Лучшие исполнители уловили сложность новых задач. Строгую, лаконичную игру С. М. Михоэлса в роли Юлиса критик В. М. Млечин сравнивал с игрой Б. Г. Добронравова — Михайлова в «Хлебе» Киршона на сцене МХАТа: «Какая-то особая чеканность, особая законченность каждого движения, жеста и слова по-настоящему виртуозны»[cliii]. Это означало, что имелась и «психология». Выделялся также В. Л. Зускин, который «в роли Станислава Броновского, старика рабочего, сумел создать без единого героического жеста образ героя»[cliv]. Но встречалась и неуместная рисовка некоторых актрис в непривычных им декларативных ролях.

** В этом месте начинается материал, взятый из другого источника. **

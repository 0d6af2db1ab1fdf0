pub mod autocorrelation;
pub mod collector;
pub mod summary;

pub use autocorrelation::{autocorrelation, sokal_tau, AutocorrAccum};
pub use collector::{Sample, SampleCollector, SampleLayout};
pub use summary::SampleSummary;
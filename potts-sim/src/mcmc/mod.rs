pub mod proposal;
pub mod sweep;

pub use proposal::{accept, acceptance_probability, propose};
pub use sweep::{StepOutcome, SweepCount};
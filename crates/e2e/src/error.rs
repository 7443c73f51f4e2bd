//! Error types for the verification harness

use thiserror::Error;

#[derive(Error, Debug)]
pub enum HarnessError {
    #[error("Seeding failed: {0}")]
    Seed(String),

    #[error("Fixture setup failed: {0}")]
    Fixture(String),

    #[error("Browser launch failed: {0}")]
    BrowserLaunch(String),

    #[error("Timed out after {timeout_ms} ms waiting for {what}")]
    Timeout { what: String, timeout_ms: u64 },

    #[error("Element not found: {0}")]
    ElementNotFound(String),

    #[error("Unsupported locator operation: {0}")]
    Locator(String),

    #[error("HTTP error: {0}")]
    Http(#[from] reqwest::Error),

    #[error("JSON error: {0}")]
    Json(#[from] serde_json::Error),

    #[error("Browser error: {0}")]
    Browser(#[from] chromiumoxide::error::CdpError),
}

pub type HarnessResult<T> = Result<T, HarnessError>;
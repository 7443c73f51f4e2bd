//! Address construction for the Todo application API
//!
//! Deterministic address construction only: no network I/O, no retries, no
//! caching. Tests and the seeder issue their own requests against the
//! addresses built here, which keeps test logic decoupled from endpoint
//! shapes.

/// Builds endpoint addresses from a base address.
#[derive(Debug, Clone)]
pub struct TodoListApi {
    base_url: String,
}

impl TodoListApi {
    pub fn new(base_url: impl Into<String>) -> Self {
        let mut base_url = base_url.into();
        while base_url.ends_with('/') {
            base_url.pop();
        }
        Self { base_url }
    }

    /// Address of the items collection resource.
    pub fn collection_url(&self) -> String {
        format!("{}/api/todoItems", self.base_url)
    }

    /// Address of a single item resource.
    ///
    /// `id` is not validated; a bad id simply yields an address the remote
    /// system will reject.
    pub fn item_url(&self, id: &str) -> String {
        format!("{}/{}", self.collection_url(), id)
    }
}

Новое давалось с переменным успехом. Режиссер М. Ф. Рафальский начинал свою рецензию на премьеру с констатации очевидного противоречия: «Последняя работа московского Госета “Юлис” безусловно является достижением, свидетельствующим о повороте лицом к тем требованиям, какие предъявляются общественностью этому театру на данном этапе его развития. Но в то же время этот спектакль подтверждает наличие полного разрыва между творческими методами Госета и его новым драматургическим материалом, то есть той новой социальной средой, которая становится ныне объектом его сценического воплощения»[clv]. Словом, перестройка театра на современный лад шла со скрипом, о полноценных результатах говорить было рано. Радлову суждено было участвовать в трудном повороте театра на новый курс, как опытному лоцману, и в этом состояла его роль. Что же касалось противоречий — они сопровождают всякий резкий поворот, сопутствуют всегда процессу поисков.

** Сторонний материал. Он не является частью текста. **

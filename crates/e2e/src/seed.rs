//! Idempotent baseline seeding
//!
//! Runs once per suite, before any test. Queries the current remote state and
//! creates whichever baseline items are missing, without duplicating existing
//! ones. Re-running against a populated store leaves it unchanged.

use std::time::Duration;

use reqwest::Client;
use tokio::sync::OnceCell;
use tracing::{debug, info, warn};

use crate::api::TodoListApi;
use crate::config::HarnessConfig;
use crate::error::{HarnessError, HarnessResult};
use crate::model::{SeedItem, TodoItem};

/// The baseline every suite requires. "Duplicate Task" deliberately collides
/// with the duplicate-creation cases exercised later.
pub const BASELINE_DESCRIPTIONS: [&str; 4] = ["Task 1", "Task 2", "Task 3", "Duplicate Task"];

pub fn baseline_items() -> Vec<SeedItem> {
    BASELINE_DESCRIPTIONS
        .iter()
        .copied()
        .map(SeedItem::new)
        .collect()
}

/// Seeds still missing from the remote state.
///
/// Matching is exact string equality against currently active items. A
/// completed item with the same description does not block re-seeding.
pub fn missing_seeds<'a>(existing: &[TodoItem], seeds: &'a [SeedItem]) -> Vec<&'a SeedItem> {
    seeds
        .iter()
        .filter(|seed| {
            !existing
                .iter()
                .any(|item| item.is_active() && item.description == seed.description)
        })
        .collect()
}

/// Create any missing baseline items.
///
/// The initial listing must succeed; an unreachable remote system here is
/// fatal to the suite. Individual creation failures are tolerated and logged,
/// since a concurrent suite or a prior run may already have converged the
/// state. No local state is retained.
pub async fn seed_baseline(
    client: &Client,
    api: &TodoListApi,
    seeds: &[SeedItem],
) -> HarnessResult<()> {
    let response = client.get(api.collection_url()).send().await?;
    if !response.status().is_success() {
        return Err(HarnessError::Seed(format!(
            "listing todo items returned {}",
            response.status()
        )));
    }
    let existing: Vec<TodoItem> = response.json().await?;

    for seed in missing_seeds(&existing, seeds) {
        debug!(description = %seed.description, "baseline item missing, creating");
        match client.post(api.collection_url()).json(seed).send().await {
            Ok(created) if created.status().is_success() => {
                info!(description = %seed.description, "seeded baseline item");
            }
            Ok(created) => {
                warn!(
                    description = %seed.description,
                    status = %created.status(),
                    "baseline creation rejected, continuing"
                );
            }
            Err(err) => {
                warn!(
                    description = %seed.description,
                    error = %err,
                    "baseline creation failed, continuing"
                );
            }
        }
    }

    Ok(())
}

// Holds the first fatal seeding error, if any, so every caller sees the same
// outcome. A suite cannot proceed without its baseline.
static SEED_BARRIER: OnceCell<Option<String>> = OnceCell::const_new();

/// Run-once seed barrier for a suite.
///
/// Every test awaits this before acting. The first caller performs the seed;
/// concurrent callers suspend until it completes; later callers return
/// immediately.
pub async fn ensure_seeded(config: &HarnessConfig) -> HarnessResult<()> {
    let failure = SEED_BARRIER
        .get_or_init(|| async {
            match seed_once(config).await {
                Ok(()) => None,
                Err(err) => Some(err.to_string()),
            }
        })
        .await;

    match failure {
        None => Ok(()),
        Some(message) => Err(HarnessError::Seed(message.clone())),
    }
}

async fn seed_once(config: &HarnessConfig) -> HarnessResult<()> {
    let client = Client::builder()
        .timeout(Duration::from_secs(10))
        .build()?;
    let api = TodoListApi::new(&config.api_base_url);
    seed_baseline(&client, &api, &baseline_items()).await
}

#[cfg(test)]
mod tests {
    use super::*;

    fn item(id: &str, description: &str, is_completed: bool) -> TodoItem {
        TodoItem {
            id: id.to_string(),
            description: description.to_string(),
            is_completed,
        }
    }

    #[test]
    fn empty_store_needs_every_seed() {
        let seeds = baseline_items();
        let missing = missing_seeds(&[], &seeds);
        assert_eq!(missing.len(), seeds.len());
    }

    #[test]
    fn fully_seeded_store_needs_nothing() {
        let seeds = baseline_items();
        let existing: Vec<TodoItem> = BASELINE_DESCRIPTIONS
            .into_iter()
            .enumerate()
            .map(|(i, d)| item(&i.to_string(), d, false))
            .collect();

        assert!(missing_seeds(&existing, &seeds).is_empty());
    }

    #[test]
    fn partial_overlap_needs_only_the_gap() {
        let seeds = baseline_items();
        let existing = vec![item("1", "Task 1", false), item("2", "Task 3", false)];

        let missing = missing_seeds(&existing, &seeds);
        let descriptions: Vec<&str> = missing.iter().map(|s| s.description.as_str()).collect();
        assert_eq!(descriptions, vec!["Task 2", "Duplicate Task"]);
    }

    #[test]
    fn completed_items_do_not_satisfy_a_seed() {
        let seeds = vec![SeedItem::new("Task 1")];
        let existing = vec![item("1", "Task 1", true)];

        assert_eq!(missing_seeds(&existing, &seeds).len(), 1);
    }

    #[test]
    fn matching_is_exact() {
        let seeds = vec![SeedItem::new("Task 1")];
        let existing = vec![
            item("1", "task 1", false),
            item("2", "Task 1 ", false),
            item("3", "Task 10", false),
        ];

        assert_eq!(missing_seeds(&existing, &seeds).len(), 1);
    }

    #[test]
    fn baseline_contains_the_deliberate_duplicate() {
        assert!(BASELINE_DESCRIPTIONS.contains(&"Duplicate Task"));
        assert_eq!(baseline_items().len(), 4);
    }
}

Оттого спектакль встречал поддержку печати. Поощрительный в целом отзыв поместила «Правда»: «Спектакль зажигает, мобилизует, зовет. Зритель приобщается к той борьбе, которая развертывается на сцене. Такие прекрасно сделанные картины, как заседание совета, как последние часы осажденного совета, волнуют, захватывают»[clvi]. В упомянутой рецензии В. М. Млечина говорилось: «Спектакль бесспорно производит сильное впечатление и достигает необходимого эффекта. Постановщикам (тт. Радлову и Михоэлсу) удалось в основном преодолеть аморфность текста и дать если не цельную, законченную композицию, то во всяком случае ряд интересных и крепких сцен. Некоторые сцены (беседа {68} с мальчиком, отправляющимся в отряд, сцена с винтовками, Юлис и военнопленные, сцена перед финалом) достигают большого напряжения и силы».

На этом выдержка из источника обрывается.